Commenting on the same, Chinmoy said, “AC and TV together form 78% of the revenue. They would be driving our cart. Then washing machine is a growth category. We are not investing much on microwaves as the return is not great.” 

The brand has also strategically revamped its operations and strengthened its marketing sales team. Different organised, non-organised players have been increasing their budget spends. On the technological side, there have been more innovative products.

“We try to retain the best of our talents in our sales team. We recruited people who actually can go down on field. We are trying to maintain our position aggressively. Since our turnover isn’t big as other companies, we can’t really increase the marketing sales budget. But for a limited spend that we have, we are doing the maximum we can,” said Chinmoy.

Ad strategy helped gain consumer attention

Onida has managed to stand relevant in the minds of the consumers for these many years and credits its impactful and experimental advertising formats for it. For example, its Devil mascot is largely recognised and associated with the brand.

“Throughout these years, advertising has become one of the main focus and strength of the brand. We had spent crores in developing our ad campaigns. Till 2009, we used to come up with different ads in the market.
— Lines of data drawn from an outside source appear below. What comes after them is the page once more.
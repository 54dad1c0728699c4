//! 日志初始化

use tracing_subscriber::EnvFilter;

/// 安装全局 tracing 订阅者
///
/// 默认级别 `info`，可通过 `RUST_LOG` 覆盖；重复调用不会报错。
pub fn init() {
    let filter = EnvFilter::try_from_default_env().unwrap_or_else(|_| EnvFilter::new("info"));
    let _ = tracing_subscriber::fmt()
        .with_env_filter(filter)
        .with_target(false)
        .try_init();
}
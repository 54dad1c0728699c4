/// 程序配置
#[derive(Clone, Debug)]
pub struct Config {
    /// 评估请求未指定 top_k 时返回的数量
    pub default_top_k: usize,
    /// 完善流程的最大轮数（Agent 配置常量）
    pub max_rounds: u32,
    /// 指令文本中宣称的最大轮数，与 `max_rounds` 由部署方自行协调
    pub advertised_max_rounds: u32,
    /// 每个创意检查的模拟延迟（毫秒），0 表示关闭
    pub simulated_latency_ms: u64,
    /// 同时检查的创意数量
    pub max_concurrent_checks: usize,
    /// 协调者（接收检查结果的参与方）ID
    pub coordinator_id: String,
    /// 检查摘要发布的讨论频道
    pub discussion_channel: String,
    /// 创意批次 TOML 文件目录
    pub idea_folder: String,
    /// 输出报告文件
    pub output_log_file: String,
    /// 是否显示详细日志
    pub verbose_logging: bool,
}

impl Default for Config {
    fn default() -> Self {
        Self {
            default_top_k: 5,
            max_rounds: 2,
            advertised_max_rounds: 3,
            simulated_latency_ms: 100,
            max_concurrent_checks: 16,
            coordinator_id: "leader".to_string(),
            discussion_channel: "discussion".to_string(),
            idea_folder: "ideas".to_string(),
            output_log_file: "evaluation_report.txt".to_string(),
            verbose_logging: false,
        }
    }
}

impl Config {
    pub fn from_env() -> Self {
        let default = Self::default();
        Self {
            default_top_k: std::env::var("DEFAULT_TOP_K").ok().and_then(|v| v.parse().ok()).unwrap_or(default.default_top_k),
            max_rounds: std::env::var("MAX_ROUNDS").ok().and_then(|v| v.parse().ok()).unwrap_or(default.max_rounds),
            advertised_max_rounds: std::env::var("ADVERTISED_MAX_ROUNDS").ok().and_then(|v| v.parse().ok()).unwrap_or(default.advertised_max_rounds),
            simulated_latency_ms: std::env::var("SIMULATED_LATENCY_MS").ok().and_then(|v| v.parse().ok()).unwrap_or(default.simulated_latency_ms),
            max_concurrent_checks: std::env::var("MAX_CONCURRENT_CHECKS").ok().and_then(|v| v.parse().ok()).filter(|n: &usize| *n > 0).unwrap_or(default.max_concurrent_checks),
            coordinator_id: std::env::var("COORDINATOR_ID").unwrap_or(default.coordinator_id),
            discussion_channel: std::env::var("DISCUSSION_CHANNEL").unwrap_or(default.discussion_channel),
            idea_folder: std::env::var("IDEA_FOLDER").unwrap_or(default.idea_folder),
            output_log_file: std::env::var("OUTPUT_LOG_FILE").unwrap_or(default.output_log_file),
            verbose_logging: std::env::var("VERBOSE_LOGGING").ok().and_then(|v| v.parse().ok()).unwrap_or(default.verbose_logging),
        }
    }

    /// 测试用配置：关闭模拟延迟
    pub fn without_latency() -> Self {
        Self {
            simulated_latency_ms: 0,
            ..Self::default()
        }
    }
}
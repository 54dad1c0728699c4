//! # Idea Evaluation
//!
//! 研究创意的多维度评分、排序，以及方法论 / 实验设置的完善检查
//!
//! ## 架构设计
//!
//! 本系统采用严格的四层架构：
//!
//! ### ① 基础设施层（Infrastructure）
//! - `infrastructure/` - 持有共享状态，只暴露能力
//! - `SessionStore` - 会话内唯一的可变存储（评估结果、检查缓冲、当前轮次）
//! - `SimulatedLatency` - 可关闭的模拟延迟钩子
//!
//! ### ② 业务能力层（Services）
//! - `services/` - 描述"我能做什么"，只处理单个 Idea
//! - `CriteriaScorer` - 五维加权评分
//! - `RefinementChecker` - 方法论 / 实验设置规则检查
//!
//! ### ③ 流程层（Workflow）
//! - `workflow/` - 定义"一批创意"的处理流程
//! - `rank_ideas` - 评分 → 稳定排序 → 截取 top_k
//! - `ReportGenerator` - 评估报告
//! - `RoundController` - 检查轮次状态机与结论汇总
//!
//! ### ④ 编排层（Orchestration）
//! - `orchestrator/router` - 操作名到处理函数的路由
//! - `orchestrator/batch_processor` - 批量创意处理器（命令行入口）
//!
//! ## 模块结构

pub mod config;
pub mod error;
pub mod infrastructure;
pub mod logger;

pub mod models;
pub mod orchestrator;
pub mod services;
pub mod utils;
pub mod workflow;

// 重新导出常用类型
pub use config::Config;
pub use error::{AppError, AppResult};
pub use infrastructure::{SessionStore, SimulatedLatency};
pub use models::{CheckedIdea, Evaluation, Idea, Review, RoundVerdict, ScoredIdea};
pub use orchestrator::{App, CommandRouter};
pub use services::{CriteriaScorer, RefinementChecker};
pub use workflow::{rank_ideas, ReportGenerator, RoundController};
We are also very much focused in the sales team and don’t believe in changing team and team holders too often. We maintain stability with the promoters also,” said Chinmoy.

Advertising has been strong for electronics brands. It is a high-spend product category and requires a lot of research before hitting the market. Brands try doing multiple things around their products.

Onida largely has been focusing on print and BTL activities. While all other competitors in the market are heavily investing in the digital space, the brand has relied on the traditional and contemporary space since its TG largely connects via print or TV. Going slow in the digital space, Chinmoy said a sudden 180-degree transition to digital would make the company’s position unstable. The brand is excluding radio as a medium because of its reach. Print and TVC would remain its first two primaries for advertising.

He added, “If digital turns out big for us, we will invest there. We have been creative in our print space and TVC. We would slightly increase digital. 60% of the budget would be for TVC and print and the rest for others.”

The company had earlier tied up with the Indian Premier League for advertising and spent Rs 20 crore alone on IPL. It is currently open for new associations.

On whether the brand plans to enter the content marketing space anytime soon, Chinmoy said, “We would plan for the future. But not right now. We have a limited budget. We have to look for something path-breaking and check whether it would work out for us or not in the content front. Not every day, we come up something like this.”

Chinmoy said TV as a medium and category cuts across all groups and geographies. It gives maximum reach and will stay as the primary medium for the brand.  “Digital space and OTT platforms are growing fast but are restricted to a certain type of TG and profile of consumers,” he said.